■ EXERCISE OBJECTIVE ■
Write down exactly the lines of the records below, beginning with the first and ending with the line that includes "StatusCode, body: Value".

■ RECORDS SHOWN ■
//! Response and redirect composition
//!
//! Actions describe their outcome as a [`ResourceResponse`]; the
//! [`ResponseComposer`] builds them from the resource configuration: API
//! requests get JSON, interactive requests get rendered views or redirects to
//! named routes.

use crate::config::{Action, ResourceConfig};
use crate::core::error::{ConfigError, ErrorResponse, ResourceError, ResourceResult, ValidationError};
use crate::core::feedback::FlashBag;
use crate::core::form::FormState;
use crate::core::resource::Resource;
use anyhow::{Result, anyhow};
use axum::Json;
use axum::http::StatusCode;
use axum::response::{Html, IntoResponse, Redirect, Response};
use serde::Serialize;
use serde_json::{Map, Value, json};
use std::collections::HashMap;
use std::sync::Arc;
use tera::Tera;

/// Outcome of an action, independent of the HTTP framework
#[derive(Debug, Clone, PartialEq)]
pub enum ResourceResponse {
    Html { status: StatusCode, body: String },
    Json { status: StatusCode, body: Value },
    Redirect { location: String },
    NoContent,
}

impl ResourceResponse {
    pub fn status(&self) -> StatusCode {
        match self {
            ResourceResponse::Html { status, .. } | ResourceResponse::Json { status, .. } => *status,
            ResourceResponse::Redirect { .. } => StatusCode::SEE_OTHER,
            ResourceResponse::NoContent => StatusCode::NO_CONTENT,
        }
    }

    /// Target of a redirect response
    pub fn location(&self) -> Option<&str> {
        match self {
            ResourceResponse::Redirect { location } => Some(location),
            _ => None,
        }
    }

    /// Body of a JSON response
    pub fn json_body(&self) -> Option<&Value> {
        match self {
            ResourceResponse::Json { body, .. } => Some(body),
            _ => None,
        }
    }
}

impl IntoResponse for ResourceResponse {
    fn into_response(self) -> Response {
        match self {
            ResourceResponse::Html { status, body } => (status, Html(body)).into_response(),
            ResourceResponse::Json { status, body } => (status, Json(body)).into_response(),
            ResourceResponse::Redirect { location } => Redirect::to(&location).into_response(),
            ResourceResponse::NoContent => StatusCode::NO_CONTENT.into_response(),
        }
    }
}

/// Renders a named template with a JSON context
pub trait ViewRenderer: Send + Sync {
    fn render(&self, template: &str, context: &Value) -> Result<String>;
}

/// [`ViewRenderer`] backed by tera
pub struct TeraRenderer {
    tera: Tera,
}

impl TeraRenderer {
    /// Load every template matching `glob` (e.g. `templates/**/*.html`)
    pub fn new(glob: &str) -> Result<Self> {
        let tera = Tera::new(glob).map_err(|e| anyhow!("Failed to load templates: {}", e))?;
        Ok(Self { tera })
    }

    pub fn from_tera(tera: Tera) -> Self {
        Self { tera }
    }

    /// A renderer without templates; templates are added with [`TeraRenderer::add_template`]
    pub fn empty() -> Self {
        Self {
            tera: Tera::default(),
        }
    }

    pub fn add_template(&mut self, name: &str, content: &str) -> Result<()> {
        self.tera
            .add_raw_template(name, content)
            .map_err(|e| anyhow!("Failed to add template {}: {}", name, e))
    }
}

impl ViewRenderer for TeraRenderer {
    fn render(&self, template: &str, context: &Value) -> Result<String> {
        let context = tera::Context::from_value(context.clone())
            .map_err(|e| anyhow!("Invalid view context: {}", e))?;
        self.tera
            .render(template, &context)
            .map_err(|e| anyhow!("Failed to render {}: {}", template, e))
    }
}

/// Builds URLs from route names
pub trait UrlGenerator: Send + Sync {
    fn generate(&self, route: &str, params: &[(&str, String)]) -> Result<String>;
}

/// Route table of `{name}` placeholders patterns keyed by route name
#[derive(Debug, Clone, Default)]
pub struct RouteUrlGenerator {
    routes: HashMap<String, String>,
}

impl RouteUrlGenerator {
    pub fn new() -> Self {
        Self::default()
    }

    /// The five action routes of one resource
    pub fn for_resource(config: &ResourceConfig) -> Self {
        let mut generator = Self::new();
        generator.register(config);
        generator
    }

    pub fn add_route(&mut self, name: impl Into<String>, pattern: impl Into<String>) {
        self.routes.insert(name.into(), pattern.into());
    }

    /// Register the routes served by the HTTP adapter for `config`
    pub fn register(&mut self, config: &ResourceConfig) {
        let base = format!("/{}", config.plural_name());
        self.add_route(config.route_name(Action::Index), base.clone());
        self.add_route(config.route_name(Action::Create), format!("{}/new", base));
        self.add_route(config.route_name(Action::Show), format!("{}/{{id}}", base));
        self.add_route(config.route_name(Action::Update), format!("{}/{{id}}/edit", base));
        self.add_route(config.route_name(Action::Delete), format!("{}/{{id}}", base));
    }
}

impl UrlGenerator for RouteUrlGenerator {
    fn generate(&self, route: &str, params: &[(&str, String)]) -> Result<String> {
        let pattern = self
            .routes
            .get(route)
            .ok_or_else(|| anyhow!("Unknown route: {}", route))?;

        let url = params.iter().fold(pattern.clone(), |url, (name, value)| {
            url.replace(&format!("{{{}}}", name), value)
        });
        if url.contains('{') {
            return Err(anyhow!("Missing parameters for route {}: {}", route, url));
        }
        Ok(url)
    }
}

/// Builds the responses of one resource's actions
#[derive(Clone)]
pub struct ResponseComposer {
    config: Arc<ResourceConfig>,
    renderer: Arc<dyn ViewRenderer>,
    urls: Arc<dyn UrlGenerator>,
}

impl ResponseComposer {
    pub fn new(
        config: Arc<ResourceConfig>,
        renderer: Arc<dyn ViewRenderer>,
        urls: Arc<dyn UrlGenerator>,
    ) -> Self {
        Self {
            config,
            renderer,
            urls,
        }
    }

    pub fn json(&self, status: StatusCode, data: &impl Serialize) -> ResourceResult<ResourceResponse> {
        Ok(ResourceResponse::Json {
            status,
            body: serde_json::to_value(data)?,
        })
    }

    /// Render the template of `action` with `data` exposed as `var`
    ///
    /// The messages waiting in `flashes` are drained into the `flashes` variable.
    pub fn view(
        &self,
        action: Action,
        status: StatusCode,
        var: &str,
        data: Value,
        flashes: &FlashBag,
    ) -> ResourceResult<ResourceResponse> {
        let mut context = Map::new();
        context.insert(var.to_string(), data);
        self.render(action, status, context, flashes)
    }

    /// Render the form template of `action` with submitted values and errors preserved
    pub fn form_view<T: Resource>(
        &self,
        action: Action,
        status: StatusCode,
        resource: &T,
        form: &FormState,
        flashes: &FlashBag,
    ) -> ResourceResult<ResourceResponse> {
        let mut context = Map::new();
        context.insert(self.config.name.clone(), serde_json::to_value(resource)?);
        context.insert("form".to_string(), serde_json::to_value(form)?);
        self.render(action, status, context, flashes)
    }

    /// Structured form errors for API clients
    pub fn form_errors(&self, status: StatusCode, form: &FormState) -> ResourceResult<ResourceResponse> {
        let error = ResourceError::Validation(ValidationError::FieldErrors(form.errors.clone()));
        self.json(status, &error.to_response())
    }

    /// API answer for a mutation a listener stopped
    pub fn stopped(&self, action: Action) -> ResourceResult<ResourceResponse> {
        let response = ErrorResponse {
            code: "OPERATION_STOPPED".to_string(),
            message: format!("{} was not {}.", self.config.display_name(), past_tense(action)),
            details: Some(json!({ "action": action })),
        };
        self.json(StatusCode::UNPROCESSABLE_ENTITY, &response)
    }

    /// Redirect to the show route of `resource`, or to the index without an identifier
    pub fn redirect_to_resource<T: Resource>(&self, resource: &T) -> ResourceResult<ResourceResponse> {
        match resource.identifier() {
            Some(identifier) => self.redirect(Action::Show, &[("id", identifier.to_string())]),
            None => self.redirect_to_index(),
        }
    }

    pub fn redirect_to_index(&self) -> ResourceResult<ResourceResponse> {
        self.redirect(Action::Index, &[])
    }

    pub fn redirect(&self, action: Action, params: &[(&str, String)]) -> ResourceResult<ResourceResponse> {
        let location = self
            .urls
            .generate(&self.config.route_name(action), params)?;
        Ok(ResourceResponse::Redirect { location })
    }

    fn render(
        &self,
        action: Action,
        status: StatusCode,
        mut context: Map<String, Value>,
        flashes: &FlashBag,
    ) -> ResourceResult<ResourceResponse> {
        let template = self
            .config
            .template(action)
            .ok_or_else(|| ConfigError::MissingTemplate {
                resource: self.config.name.clone(),
                action,
            })?;

        context.insert(
            "metadata".to_string(),
            json!({
                "prefix": self.config.prefix,
                "name": self.config.name,
                "plural": self.config.plural_name(),
            }),
        );
        let messages: Vec<Value> = flashes
            .take_all()
            .into_iter()
            .map(|message| {
                json!({
                    "severity": message.severity,
                    "key": message.key,
                    "text": message.text(),
                })
            })
            .collect();
        context.insert("flashes".to_string(), Value::Array(messages));

        let body = self.renderer.render(&template, &Value::Object(context))?;
        Ok(ResourceResponse::Html { status, body })
    }
}

fn past_tense(action: Action) -> &'static str {
    match action {
        Action::Create => "created",
        Action::Update => "updated",
        Action::Delete => "deleted",
        Action::Show | Action::Index => "loaded",
    }
}

/// Response for a failed action
///
/// API clients get the structured [`ErrorResponse`]; interactive clients a
/// plain page carrying the status and message.
pub fn error_response(error: &ResourceError, api: bool) -> Response {
    if api {
        return (error.status_code(), Json(error.to_response())).into_response();
    }

    let status = error.status_code();
    let title = status.canonical_reason().unwrap_or("Error");
    let body = format!(
        "<!DOCTYPE html>\n<html><head><title>{title}</title></head>\
         <body><h1>{title}</h1><p>{}</p></body></html>",
        escape_html(&error.to_string()),
        title = title
    );
    (status, Html(body)).into_response()
}

fn escape_html(text: &str) -> String {
    let mut escaped = String::with_capacity(text.len());
    for c in text.chars() {
        match c {
            '&' => escaped.push_str("&amp;"),
            '<' => escaped.push_str("&lt;"),
            '>' => escaped.push_str("&gt;"),
            '"' => escaped.push_str("&quot;"),
            '\'' => escaped.push_str("&#39;"),
            other => escaped.push(other),
        }
    }
    escaped
}

#[cfg(test)]
mod tests {
    use super::*;
    use crate::core::query::Criteria;

    fn config() -> Arc<ResourceConfig> {
        Arc::new(ResourceConfig::new("app", "book").with_templates("book"))
    }

    fn composer(renderer: TeraRenderer) -> ResponseComposer {
        let config = config();
        ResponseComposer::new(
            config.clone(),
            Arc::new(renderer),
            Arc::new(RouteUrlGenerator::for_resource(&config)),
        )
    }

    #[test]
    fn test_route_generation() {
        let urls = RouteUrlGenerator::for_resource(&config());
        assert_eq!(urls.generate("app_book_index", &[]).unwrap(), "/books");
        assert_eq!(
            urls.generate("app_book_show", &[("id", "dune".into())]).unwrap(),
            "/books/dune"
        );
        assert!(urls.generate("app_book_show", &[]).is_err());
        assert!(urls.generate("app_author_show", &[]).is_err());
    }

    #[test]
    fn test_view_renders_configured_template() {
        let mut renderer = TeraRenderer::empty();
        renderer
            .add_template("book/show.html", "{{ metadata.plural }}: {{ book.title }}")
            .unwrap();

        let response = composer(renderer)
            .view(Action::Show, StatusCode::OK, "book", json!({"title": "Dune"}), &FlashBag::new())
            .unwrap();
        assert_eq!(
            response,
            ResourceResponse::Html {
                status: StatusCode::OK,
                body: "books: Dune".into()
            }
        );
    }

    #[test]
    fn test_view_drains_flashes() {
        use crate::core::feedback::{FeedbackMessage, FeedbackSink};

        let mut renderer = TeraRenderer::empty();
        renderer
            .add_template(
                "book/index.html",
                "{% for f in flashes %}[{{ f.severity }}] {{ f.text }}{% endfor %}",
            )
            .unwrap();
        let books = composer(renderer);
        let flashes = FlashBag::new();
        flashes.add(FeedbackMessage::success("app.resource.create").with_parameter("%resource%", "Book"));

        let first = books
            .view(Action::Index, StatusCode::OK, "books", json!([]), &flashes)
            .unwrap();
        assert_eq!(
            first,
            ResourceResponse::Html {
                status: StatusCode::OK,
                body: "[success] Book has been successfully created.".into()
            }
        );
        assert!(flashes.is_empty());

        let second = books
            .view(Action::Index, StatusCode::OK, "books", json!([]), &flashes)
            .unwrap();
        assert_eq!(
            second,
            ResourceResponse::Html {
                status: StatusCode::OK,
                body: String::new()
            }
        );
    }

    #[test]
    fn test_missing_template_is_config_error() {
        let config = Arc::new(ResourceConfig::new("app", "book"));
        let composer = ResponseComposer::new(
            config.clone(),
            Arc::new(TeraRenderer::empty()),
            Arc::new(RouteUrlGenerator::for_resource(&config)),
        );
        let err = composer
            .view(Action::Index, StatusCode::OK, "books", json!([]), &FlashBag::new())
            .unwrap_err();
        assert!(matches!(
            err,
            ResourceError::Config(ConfigError::MissingTemplate { .. })
        ));
    }

    #[test]
    fn test_interactive_error_page_escapes_message() {
        let mut criteria = Criteria::new();
        criteria.insert("slug".into(), json!("<b>"));
        let error = ResourceError::not_found("book", criteria);

        let response = error_response(&error, false);
        assert_eq!(response.status(), StatusCode::NOT_FOUND);
        assert_eq!(escape_html("<b>&"), "&lt;b&gt;&amp;");
    }

    #[test]
    fn test_stopped_response() {
        let response = composer(TeraRenderer::empty()).stopped(Action::Create).unwrap();
        assert_eq!(response.status(), StatusCode::UNPROCESSABLE_ENTITY);
        assert_eq!(response.json_body().unwrap()["code"], "OPERATION_STOPPED");
    }
}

■ EXERCISE RESPONSE ■
//! Response and redirect composition
//!
//! Actions describe their outcome as a [`ResourceResponse`]; the
//! [`ResponseComposer`] builds them from the resource configuration: API
//! requests get JSON, interactive requests get rendered views or redirects to
//! named routes.

use crate::config::{Action, ResourceConfig};
use crate::core::error::{ConfigError, ErrorResponse, ResourceError, ResourceResult, ValidationError};
use crate::core::feedback::FlashBag;
use crate::core::form::FormState;
use crate::core::resource::Resource;
use anyhow::{Result, anyhow};
use axum::Json;
use axum::http::StatusCode;
use axum::response::{Html, IntoResponse, Redirect, Response};
use serde::Serialize;
use serde_json::{Map, Value, json};
use std::collections::HashMap;
use std::sync::Arc;
use tera::Tera;

/// Outcome of an action, independent of the HTTP framework
#[derive(Debug, Clone, PartialEq)]
pub enum ResourceResponse {
    Html { status: StatusCode, body: String },
    Json { status: StatusCode, body: Value },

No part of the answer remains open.